A educação, refletida pela estrutura do poder, ou seja, uma estrutura que dificulta o
diálogo, uma estrutura bancária, necessita de educadores que não esperam por melhoras
e sim as buscam, guiando-se no sentido da humanização de ambos. A educação bancária
caminha no sentido contrário deste companheirismo, já que nesta nova concepção não são
feitos mais os depósitos e sim educadores e educandos trabalhando a serviço da liberta-
ção (FREIRE, 2011).
Assim o presente artigo propõe abordar a problematização como ferramenta para a
compreensão de conteúdos de química contextualizados, relacionando-os com questões
sociais e culturais que fazem parte do cotidiano dos alunos do ensino médio.

MÉTODO DA PESQUISA

A presente pesquisa envolveu o estudo de caso, embasado na investigação qualitativa,


com entrevista semi-estruturada, fornecendo informações do contexto social e/ou profissional
dos alunos do ensino médio.
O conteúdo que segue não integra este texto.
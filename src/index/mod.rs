//! Vector index over document chunks.
//!
//! Two interchangeable backends implement [`VectorIndex`]: a persistent
//! SQLite + sqlite-vec store and an in-memory brute-force store. Both rank by
//! cosine similarity and break ties by chunk position, so they return the same
//! hits for the same corpus.
pub mod memory;
pub mod sqlite;

use std::path::Path;

use thiserror::Error;
use tracing::{info, warn};

use crate::config::IndexBackend;
use crate::indexer::Chunk;

pub use memory::MemoryIndex;
pub use sqlite::SqliteIndex;

#[derive(Error, Debug)]
pub enum IndexError {
    #[error("sqlite error: {0}")]
    Sqlite(#[from] rusqlite::Error),

    #[error("i/o error: {0}")]
    Io(#[from] std::io::Error),

    #[error("{chunks} chunks but {embeddings} embeddings")]
    LengthMismatch { chunks: usize, embeddings: usize },

    #[error("expected {expected}-dim vector, got {actual}")]
    DimensionMismatch { expected: usize, actual: usize },

    #[error("index lock poisoned")]
    LockPoisoned,
}

/// One retrieved chunk.
#[derive(Debug, Clone, PartialEq)]
pub struct SearchHit {
    pub content: String,
    pub position: usize,
    /// Cosine similarity in `[-1, 1]`.
    pub similarity: f64,
}

/// Nearest-neighbour storage for chunk embeddings.
pub trait VectorIndex: Send + Sync {
    /// Which backend this is; never [`IndexBackend::Auto`].
    fn backend(&self) -> IndexBackend;

    /// Replace the whole contents with `chunks` and their `embeddings`.
    fn rebuild(&mut self, chunks: &[Chunk], embeddings: &[Vec<f32>]) -> Result<(), IndexError>;

    /// The `top_k` most similar entries, best first. Returns fewer when the
    /// index holds fewer entries.
    fn search(&self, query: &[f32], top_k: usize) -> Result<Vec<SearchHit>, IndexError>;

    /// Number of stored entries.
    fn len(&self) -> Result<usize, IndexError>;

    fn is_empty(&self) -> Result<bool, IndexError> {
        Ok(self.len()? == 0)
    }
}

fn check_lengths(chunks: &[Chunk], embeddings: &[Vec<f32>]) -> Result<(), IndexError> {
    if chunks.len() != embeddings.len() {
        return Err(IndexError::LengthMismatch {
            chunks: chunks.len(),
            embeddings: embeddings.len(),
        });
    }
    Ok(())
}

fn check_dimensions(expected: usize, vector: &[f32]) -> Result<(), IndexError> {
    if vector.len() != expected {
        return Err(IndexError::DimensionMismatch {
            expected,
            actual: vector.len(),
        });
    }
    Ok(())
}

/// Build an index of the requested kind holding `chunks`.
///
/// `Persistent` writes to `persist_path`; if that store cannot be opened or
/// written, the failure is logged and an in-memory index is returned instead.
/// `Auto` must be resolved by the caller and is treated as `Persistent`.
pub fn build_index(
    backend: IndexBackend,
    persist_path: &Path,
    dimensions: usize,
    chunks: &[Chunk],
    embeddings: &[Vec<f32>],
) -> Result<Box<dyn VectorIndex>, IndexError> {
    check_lengths(chunks, embeddings)?;

    if backend != IndexBackend::Memory {
        match SqliteIndex::create(persist_path, dimensions, chunks, embeddings) {
            Ok(index) => {
                info!(
                    "Built persistent vector index at {} ({} chunks)",
                    persist_path.display(),
                    chunks.len()
                );
                return Ok(Box::new(index));
            }
            Err(e) => warn!("Persistent vector index unavailable ({e}), using in-memory index"),
        }
    }

    let mut index = MemoryIndex::new(dimensions);
    index.rebuild(chunks, embeddings)?;
    info!("Built in-memory vector index ({} chunks)", chunks.len());
    Ok(Box::new(index))
}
Inicialmente houve a aplicação de 48 questionários aos alunos
da 3ª série do ensino médio do turno noturno de um Colégio Estadual localizado na cidade
de Anápolis. O questionário aplicado (Quadro 1) teve como objetivo conhecer o contexto
dos alunos e aspectos relacionados ao ensino de química.

Quadro 1. Questionário realizado com os alunos.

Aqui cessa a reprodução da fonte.